OCRmyPDF

Script aimed at performing optical character recognition (OCR) on PDF files from PDF files containing only images

To get the script usage, call: ./OCmyPDF.sh -h

Features

Generate a searchable PDF/A file from a PDF file containing only images
Keep the exact resolution of the original embedded images
If requested deskew and / or clean the image before performing OCR
Validate the generated file against the PDF/A specification using jhove
Provides debug mode to enable easy verification of the OCR results

Motivation

I searched the web for a free tool to OCR PDF files on linux/unix: I found many, but none of them was satisfying.

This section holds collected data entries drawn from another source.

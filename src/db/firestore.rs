// SPDX-License-Identifier: MIT

//! Firestore client wrapper with typed operations.
//!
//! One collection: `activities`, keyed by record ID, queried by equality on
//! `user_id` and ordered by `date` descending. Records are written once at
//! creation; there is no update or delete path.

use crate::db::collections;
use crate::error::AppError;
use crate::models::Activity;

/// Firestore database client.
#[derive(Clone)]
pub struct FirestoreDb {
    client: Option<firestore::FirestoreDb>,
}

impl FirestoreDb {
    /// Create a new Firestore client.
    ///
    /// For local development with emulator, set FIRESTORE_EMULATOR_HOST.
    pub async fn new(project_id: &str) -> Result<Self, AppError> {
        // If the emulator environment variable is set, use unauthenticated connection
        // to avoid local credential warnings and leakage.
        if std::env::var("FIRESTORE_EMULATOR_HOST").is_ok() {
            return Self::create_emulator_client(project_id).await;
        }

        let client = firestore::FirestoreDb::new(project_id)
            .await
            .map_err(|e| AppError::Database(format!("Failed to connect to Firestore: {}", e)))?;

        tracing::info!(project = project_id, "Connected to Firestore");

        Ok(Self {
            client: Some(client),
        })
    }

    /// Create a Firestore client for the emulator with unauthenticated access.
    async fn create_emulator_client(project_id: &str) -> Result<Self, AppError> {
        tracing::info!("Using unauthenticated connection for Firestore Emulator");

        // Use ExternalJwtFunctionSource to provide a dummy token without needing
        // a custom TokenSource implementation struct.
        let token_source = gcloud_sdk::ExternalJwtFunctionSource::new(|| async {
            Ok(gcloud_sdk::Token {
                token_type: "Bearer".to_string(),
                token: gcloud_sdk::SecretValue::new(
                    "eyJhbGciOiJub25lIn0.eyJ1aWQiOiJ0ZXN0In0."
                        .to_string()
                        .into(),
                ),
                expiry: chrono::Utc::now() + chrono::Duration::hours(1),
            })
        });

        let options = firestore::FirestoreDbOptions::new(project_id.to_string());

        let client = firestore::FirestoreDb::with_options_token_source(
            options,
            gcloud_sdk::GCP_DEFAULT_SCOPES.clone(),
            gcloud_sdk::TokenSourceType::ExternalSource(Box::new(token_source)),
        )
        .await
        .map_err(|e| {
            AppError::Database(format!("Failed to connect to Firestore Emulator: {}", e))
        })?;

        tracing::info!(
            project = project_id,
            "Connected to Firestore (Emulator/Unauthenticated)"
        );

        Ok(Self {
            client: Some(client),
        })
    }

    /// Create a mock Firestore client for testing (offline mode).
    ///
    /// All database operations will return an error if called.
    pub fn new_mock() -> Self {
        Self { client: None }
    }

    /// Helper to get the client or return an error if offline.
    fn get_client(&self) -> Result<&firestore::FirestoreDb, AppError> {
        self.client
            .as_ref()
            .ok_or_else(|| AppError::Database("Database not connected (offline mode)".to_string()))
    }

    // ─── Activity Operations ─────────────────────────────────────

    /// Get all activities owned by a user, newest first.
    pub async fn list_activities(&self, user_id: &str) -> Result<Vec<Activity>, AppError> {
        let user_id = user_id.to_string();
        self.get_client()?
            .fluent()
            .select()
            .from(collections::ACTIVITIES)
            .filter(move |q| q.for_all([q.field("user_id").eq(user_id.clone())]))
            .order_by([("date", firestore::FirestoreQueryDirection::Descending)])
            .obj()
            .query()
            .await
            .map_err(|e| AppError::Database(e.to_string()))
    }

    /// Insert one activity record and return the stored form.
    ///
    /// The record ID doubles as the document ID, so a duplicate insert is
    /// rejected by the store. `created_at` is assigned here.
    pub async fn create_activity(&self, activity: &Activity) -> Result<Activity, AppError> {
        let mut stored = activity.clone();
        stored.created_at = Some(chrono::Utc::now().to_rfc3339());

        let created: Activity = self
            .get_client()?
            .fluent()
            .insert()
            .into(collections::ACTIVITIES)
            .document_id(&stored.id)
            .object(&stored)
            .execute()
            .await
            .map_err(|e| AppError::Database(e.to_string()))?;

        tracing::info!(
            activity_id = %created.id,
            user_id = %created.user_id,
            "Activity stored"
        );

        Ok(created)
    }
}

Either they produced PDF files with misplaced text below the image (making copy/paste impossible)
Or they changed the resolution of the embedded images
Or they generated PDF file having a rediculous big size
Or they crashed when trying to OCR some of my PDF files
Or they did not produce valid PDF files (even though they were readable with my current PDF reader) On top of that none of them produced PDF/A files (format dedicated for long time storage / archiving)

... so I decided to develop my own tool (using various existing scripts as an inspiration)

Install

TODO

Install jhove: download jhove from here: http://sourceforge.net/projects/jhove/files/jhove/ After extracting the JHOVE files to some directory "jhove", you have to edit the file "jhove/conf/jhove.conf" and change something in "something" to the actual directory (ending in "/jhove").